**Data in this exercise:**
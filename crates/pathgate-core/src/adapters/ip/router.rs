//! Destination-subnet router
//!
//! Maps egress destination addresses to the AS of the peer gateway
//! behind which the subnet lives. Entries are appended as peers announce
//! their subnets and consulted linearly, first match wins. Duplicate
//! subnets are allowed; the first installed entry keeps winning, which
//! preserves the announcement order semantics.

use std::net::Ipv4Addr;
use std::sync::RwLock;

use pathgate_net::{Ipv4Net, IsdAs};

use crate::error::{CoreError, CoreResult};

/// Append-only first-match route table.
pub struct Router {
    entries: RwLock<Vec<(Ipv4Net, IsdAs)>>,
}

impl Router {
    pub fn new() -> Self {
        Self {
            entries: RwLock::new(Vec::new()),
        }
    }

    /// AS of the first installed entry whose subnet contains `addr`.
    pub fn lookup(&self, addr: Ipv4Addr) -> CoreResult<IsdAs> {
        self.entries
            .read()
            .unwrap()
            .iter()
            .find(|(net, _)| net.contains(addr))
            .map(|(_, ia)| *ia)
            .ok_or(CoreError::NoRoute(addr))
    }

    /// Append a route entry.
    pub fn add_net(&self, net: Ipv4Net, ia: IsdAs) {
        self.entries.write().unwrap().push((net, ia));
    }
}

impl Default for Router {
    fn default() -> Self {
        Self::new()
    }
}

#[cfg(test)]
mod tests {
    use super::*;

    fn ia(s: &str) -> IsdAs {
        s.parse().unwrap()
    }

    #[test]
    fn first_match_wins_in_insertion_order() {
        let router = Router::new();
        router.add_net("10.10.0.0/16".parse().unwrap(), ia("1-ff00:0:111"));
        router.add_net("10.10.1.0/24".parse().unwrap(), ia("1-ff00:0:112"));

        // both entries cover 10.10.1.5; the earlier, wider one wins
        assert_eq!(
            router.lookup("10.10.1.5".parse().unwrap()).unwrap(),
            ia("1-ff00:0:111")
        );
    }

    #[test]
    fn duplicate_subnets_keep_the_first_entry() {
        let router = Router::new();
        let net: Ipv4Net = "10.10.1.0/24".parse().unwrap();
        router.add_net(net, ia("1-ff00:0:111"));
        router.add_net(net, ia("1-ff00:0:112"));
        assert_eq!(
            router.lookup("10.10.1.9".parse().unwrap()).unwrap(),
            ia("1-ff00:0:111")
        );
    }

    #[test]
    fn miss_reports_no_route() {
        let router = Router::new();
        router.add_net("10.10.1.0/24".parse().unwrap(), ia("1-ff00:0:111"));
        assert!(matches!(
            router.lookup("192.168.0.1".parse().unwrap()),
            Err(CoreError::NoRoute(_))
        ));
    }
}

**Work request:** Retype the listing from above, matching it exactly.

**Answer to the problem:**
filename crates/pathgate-core/src/adapters/ip/router.rs
//! Destination-subnet router
//!
//! Maps egress destination addresses to the AS of the peer gateway
//! behind which the subnet lives. Entries are appended as peers announce
//! their subnets and consulted linearly, first match wins. Duplicate
//! subnets are allowed; the first installed entry keeps winning, which
//! preserves the announcement order semantics.

use std::net::Ipv4Addr;
use std::sync::RwLock;

use pathgate_net::{Ipv4Net, IsdAs};

use crate::error::{CoreError, CoreResult};

/// Append-only first-match route table.
pub struct Router {
    entries: RwLock<Vec<(Ipv4Net, IsdAs)>>,
}

impl Router {
    pub fn new() -> Self {
        Self {
            entries: RwLock::new(Vec::new()),
        }
    }

    /// AS of the first installed entry whose subnet contains `addr`.
    pub fn lookup(&self, addr: Ipv4Addr) -> CoreResult<IsdAs> {
        self.entries
            .read()
            .unwrap()
            .iter()
            .find(|(net, _)| net.contains(addr))
            .map(|(_, ia)| *ia)
            .ok_or(CoreError::NoRoute(addr))
    }

    /// Append a route entry.
    pub fn add_net(&self, net: Ipv4Net, ia: IsdAs) {
        self.entries.write().unwrap().push((net, ia));
    }
}

impl Default for Router {
    fn default() -> Self {
        Self::new()
    }
}

#[cfg(test)]
mod tests {
    use super::*;

    fn ia(s: &str) -> IsdAs {
        s.parse().unwrap()
    }

    #[test]
    fn first_match_wins_in_insertion_order() {
        let router = Router::new();
        router.add_net("10.10.0.0/16".parse().unwrap(), ia("1-ff00:0:111"));
        router.add_net("10.10.1.0/24".parse().unwrap(), ia("1-ff00:0:112"));

        // both entries cover 10.10.1.5; the earlier, wider one wins
        assert_eq!(
            router.lookup("10.10.1.5".parse().unwrap()).unwrap(),
            ia("1-ff00:0:111")
        );
    }

    #[test]
    fn duplicate_subnets_keep_the_first_entry() {
        let router = Router::new();
        let net: Ipv4Net = "10.10.1.0/24".parse().unwrap();
        router.add_net(net, ia("1-ff00:0:111"));
        router.add_net(net, ia("1-ff00:0:112"));
        assert_eq!(
            router.lookup("10.10.1.9".parse().unwrap()).unwrap(),
            ia("1-ff00:0:111")
        );
    }

    #[test]
    fn miss_reports_no_route() {
        let router = Router::new();
        router.add_net("10.10.1.0/24".parse().unwrap(), ia("1-ff00:0:111"));
        assert!(matches!(
            router.lookup("192.168.0.1".parse().unwrap()),
            Err(CoreError::NoRoute(_))
        ));
    }
}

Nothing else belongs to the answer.